Sun-Dried Tomato And Kalamata Olive Chicken - cooking recipe

Ingredients
    10 sun-dried tomatoes, halves, chopped
    1/4 cup boiling water
    4 boneless skinless chicken breasts, about 4 oz. each
    1 teaspoon dried oregano, crumbled
    12 kalamata olives, finely chopped
    1/4 cup fresh parsley, finely snipped
    1/2 teaspoon red pepper, crushed
    1 ounce fat free feta cheese or 1 ounce low-fat feta, crumbled
    1/8 teaspoon salt
    2 teaspoons olive oil
Preparation
    Combine tomatoes and water. Let stand for 10 minutes. Drain. Return tomatoes to bowl.

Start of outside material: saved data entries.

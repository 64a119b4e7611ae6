// Copyright 2019-2026 ChainSafe Systems
// SPDX-License-Identifier: Apache-2.0, MIT

use cid::Cid;
use serde::{Deserialize, Serialize};

use super::Message;
use crate::blocks::Signature;
use crate::lotus_json::cid_opt;

/// Represents a wrapped message with signature bytes.
#[derive(PartialEq, Clone, Debug, Eq, Serialize, Deserialize)]
#[serde(rename_all = "PascalCase")]
pub struct SignedMessage {
    pub message: Message,
    pub signature: Signature,
    #[serde(
        rename = "CID",
        with = "cid_opt",
        default,
        skip_serializing_if = "Option::is_none"
    )]
    pub cid: Option<Cid>,
}

impl SignedMessage {
    /// Wraps a message and a signature without verifying it.
    pub fn new_unchecked(message: Message, signature: Signature) -> Self {
        Self {
            message,
            signature,
            cid: None,
        }
    }

    /// BLS messages are identified by their unsigned form, all others by the signed envelope.
    pub fn cid(&self) -> Cid {
        self.cid.unwrap_or_else(|| self.message.cid())
    }
}
// Copyright 2019-2026 ChainSafe Systems
// SPDX-License-Identifier: Apache-2.0, MIT

use std::collections::BTreeMap;
use std::sync::Arc;
use std::time::Duration;

use async_trait::async_trait;
use chrono::Utc;
use tokio_util::sync::CancellationToken;
use tracing::{debug, info, warn};

use crate::datasource::NodeInfo;
use crate::model::{PeerAgentRow, TipsetBundle};
use crate::schedule::Runnable;
use crate::storage::Storage;

/// Strips build metadata from an agent string: `lotus-1.23.0+mainnet+git.1a2b3c` becomes
/// `lotus-1.23.0`.
pub fn normalize_agent(agent: &str) -> String {
    let agent = agent.trim();
    agent
        .split_once('+')
        .map_or(agent, |(base, _)| base)
        .to_owned()
}

/// Periodically counts the agent versions of the node's peers.
pub struct Survey {
    node: Arc<dyn NodeInfo>,
    storage: Arc<dyn Storage>,
    interval: Duration,
}

impl Survey {
    pub fn new(node: Arc<dyn NodeInfo>, storage: Arc<dyn Storage>, interval: Duration) -> Self {
        Self {
            node,
            storage,
            interval,
        }
    }

    /// Takes one sample and returns the number of peers observed.
    pub async fn sample(&self) -> anyhow::Result<usize> {
        let surveyer = self.node.net_id().await?;
        let peers = self.node.net_peers().await?;
        let mut agents: BTreeMap<String, i64> = BTreeMap::new();
        for peer in &peers {
            match self.node.net_agent_version(&peer.id).await {
                Ok(agent) => *agents.entry(agent).or_default() += 1,
                Err(e) => debug!(peer = %peer.id, error = %e, "no agent version"),
            }
        }
        let observed_at = Utc::now();
        let mut bundle = TipsetBundle::default();
        bundle.push_rows(agents.into_iter().map(|(raw_agent, count)| PeerAgentRow {
            surveyer_peer_id: surveyer.clone(),
            observed_at,
            normalized_agent: normalize_agent(&raw_agent),
            raw_agent,
            count,
        }));
        self.storage.persist_batch(bundle).await?;
        info!(peers = peers.len(), "peer agent survey recorded");
        Ok(peers.len())
    }
}

#[async_trait]
impl Runnable for Survey {
    async fn run(&self, cancel: CancellationToken) -> anyhow::Result<()> {
        loop {
            if let Err(e) = self.sample().await {
                warn!(error = %e, "peer agent survey failed");
            }
            tokio::select! {
                _ = tokio::time::sleep(self.interval) => {}
                _ = cancel.cancelled() => return Ok(()),
            }
        }
    }
}

#[cfg(test)]
mod tests {
    use super::*;
    use crate::datasource::memory::ChainBuilder;
    use crate::model::Value;
    use crate::storage::memory::MemoryStorage;

    #[test]
    fn agents_are_normalized() {
        assert_eq!(normalize_agent("lotus-1.23.0+mainnet+git.1a2b3c"), "lotus-1.23.0");
        assert_eq!(normalize_agent(" forest-0.20.0 "), "forest-0.20.0");
    }

    #[tokio::test]
    async fn counts_agents() {
        let builder = ChainBuilder::new();
        let source = builder.source();
        source.add_peer("peer-a", "lotus-1.23.0+mainnet");
        source.add_peer("peer-b", "lotus-1.23.0+mainnet");
        source.add_peer("peer-c", "forest-0.20.0");
        let storage = Arc::new(MemoryStorage::new(false));
        let survey = Survey::new(source, storage.clone(), Duration::from_secs(60));

        assert_eq!(survey.sample().await.unwrap(), 3);
        let rows = storage.rows("peer_agents");
        assert_eq!(rows.len(), 2);
        let count = crate::model::PEER_AGENTS.index_of("count").unwrap();
        let mut counts: Vec<_> = rows.iter().map(|r| r[count].clone()).collect();
        counts.sort_by_key(|v| v.as_int());
        assert_eq!(counts, vec![Value::Int(Some(1)), Value::Int(Some(2))]);
    }
}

    Trim fat from chicken and flatten to 1/4 in thickness. Sprinkle 1/2 teaspoon oregano over chicken.
    Stir olives, parsley, remaining oregano and red pepper into tomatoes. Fold in feta.
    Heat a nonstick skillet over medium-high heat. Cook chicken for 3 minutes on each side (until no longer pink in center). Remove from heat.
    Sprinkle salt over chicken. Top each serving with 1/4 cup tomato mixture and drizzle with 1/2 teaspoon oil.